Speaking at Elmira District Secondary School Tuesday morning about his latest book, Climate Wars, Dyer painted a bleak picture of a future where much of today’s agricultural land is no longer fertile, where starving refugees flee famine, and countries use military force to seal their borders.
Dyer began researching the book several years ago, when he learned that top military brass in the United States and Europe were quietly doing studies and scenarios on climate change.
Dyer told the students that he arrived at four conclusions: climate change is progressing faster than scientific models predicted; there will be plenty of jobs for soldiers in the near future; although we have the technologies to avoid the worst, we won’t use them in time because of politics; but there are ways to buy ourselves more time to avoid the worst consequences.
The point of no return, Dyer said, is an average global temperature two degrees higher than normal. Past two degrees, global warming will be out of human hands, as natural processes start releasing large amounts of carbon into the atmosphere.
“The first and biggest impact of climate change is going to be on food supply,” Dyer said.
As the Earth warms, the tropics and subtropics will get too hot and dry for agricultural crops. Waves of starving refugees will head north, putting a strain on the food supply of those countries and prompting calls for the border to be closed.

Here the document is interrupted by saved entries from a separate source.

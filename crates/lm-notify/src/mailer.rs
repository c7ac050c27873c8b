//! # Mailer
//!
//! The hand-off point for composed notifications. Rendering and delivery
//! belong to whatever sits behind a [`Mailer`]; the implementations here
//! either keep notifications in memory ([`Outbox`]) or log them
//! ([`TracingMailer`]).

use std::sync::Arc;

use parking_lot::Mutex;

use crate::error::NotifyError;
use crate::notification::Notification;

pub trait Mailer: Send + Sync {
    /// Accept one notification. Incomplete notifications are rejected.
    fn send(&self, notification: Notification) -> Result<(), NotifyError>;

    /// Accept notifications in order, stopping at the first error.
    fn send_all(&self, notifications: Vec<Notification>) -> Result<usize, NotifyError> {
        let mut sent = 0;
        for notification in notifications {
            self.send(notification)?;
            sent += 1;
        }
        Ok(sent)
    }
}

/// In-memory mailer. Clones share the same queue.
#[derive(Debug, Clone, Default)]
pub struct Outbox {
    sent: Arc<Mutex<Vec<Notification>>>,
}

impl Outbox {
    pub fn new() -> Self {
        Self::default()
    }

    /// Snapshot of everything accepted so far.
    pub fn sent(&self) -> Vec<Notification> {
        self.sent.lock().clone()
    }

    /// Remove and return everything accepted so far.
    pub fn drain(&self) -> Vec<Notification> {
        std::mem::take(&mut *self.sent.lock())
    }

    pub fn len(&self) -> usize {
        self.sent.lock().len()
    }

    pub fn is_empty(&self) -> bool {
        self.sent.lock().is_empty()
    }
}

impl Mailer for Outbox {
    fn send(&self, notification: Notification) -> Result<(), NotifyError> {
        notification.ensure_complete()?;
        self.sent.lock().push(notification);
        Ok(())
    }
}

/// Logs each notification at INFO and drops it.
#[derive(Debug, Clone, Copy, Default)]
pub struct TracingMailer;

impl Mailer for TracingMailer {
    fn send(&self, notification: Notification) -> Result<(), NotifyError> {
        notification.ensure_complete()?;
        tracing::info!(
            kind = %notification.kind,
            subject = %notification.subject,
            template = %notification.template_name,
            recipients = notification.recipients.len(),
            "notification composed"
        );
        Ok(())
    }
}

#[cfg(test)]
mod tests {
    use super::*;
    use crate::notification::NotificationKind;
    use lm_core::EmailAddress;

    fn complete() -> Notification {
        Notification::new(
            NotificationKind::Onboarding,
            "Welcome".into(),
            vec![EmailAddress::new("a@example.com").unwrap()],
        )
        .with("enterprise_name", "Acme")
        .with("learner_portal_link", "https://portal/acme")
        .with("help_center_url", "https://help")
    }

    #[test]
    fn outbox_clones_share_queue() {
        let outbox = Outbox::new();
        let handle = outbox.clone();
        handle.send(complete()).unwrap();
        assert_eq!(outbox.len(), 1);
        assert_eq!(outbox.drain().len(), 1);
        assert!(handle.is_empty());
    }

    #[test]
    fn send_all_stops_at_first_error() {
        let outbox = Outbox::new();
        let incomplete = Notification::new(NotificationKind::Onboarding, "x".into(), vec![]);
        let err = outbox
            .send_all(vec![complete(), incomplete, complete()])
            .unwrap_err();
        assert!(matches!(err, NotifyError::NoRecipients(_)));
        assert_eq!(outbox.len(), 1);
    }

    #[test]
    fn tracing_mailer_validates() {
        assert!(TracingMailer.send(complete()).is_ok());
        let incomplete = Notification::new(
            NotificationKind::Activation,
            "x".into(),
            vec![EmailAddress::new("a@example.com").unwrap()],
        );
        assert!(TracingMailer.send(incomplete).is_err());
    }
}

While we have the technologies – nuclear and renewable power, electric cars, geothermal heating systems – to cut our output of greenhouse gases, no country is going to want to be the first to make big cuts, and getting all countries to agree on a binding treaty will take too long.
That, Dyer said, leaves us looking at technologies that won’t cut emissions but will hold the global temperature down to buy us more time. He outlined several options for the students: releasing sulpher dioxide into the upper atmosphere to mimic the cooling effects of volcano eruptions; thickening the low-lying clouds over ocean waters so they reflect more sunlight; or painting every roof and road white, a measure NASA scientists calculated could lower the global temperature by one degree.
Scientists have been reluctant to discuss those measures until very recently, fearing people would want a quick solution instead of doing the hard work of cutting emissions. Dyer suspects we’ll be doing more than talking about them; we’ll be trying them in the next five to 10 years.
“We’re not trying to save the planet,” he reminded the students. “The planet’s fine, it wouldn’t even miss us. We’re trying to save ourselves.”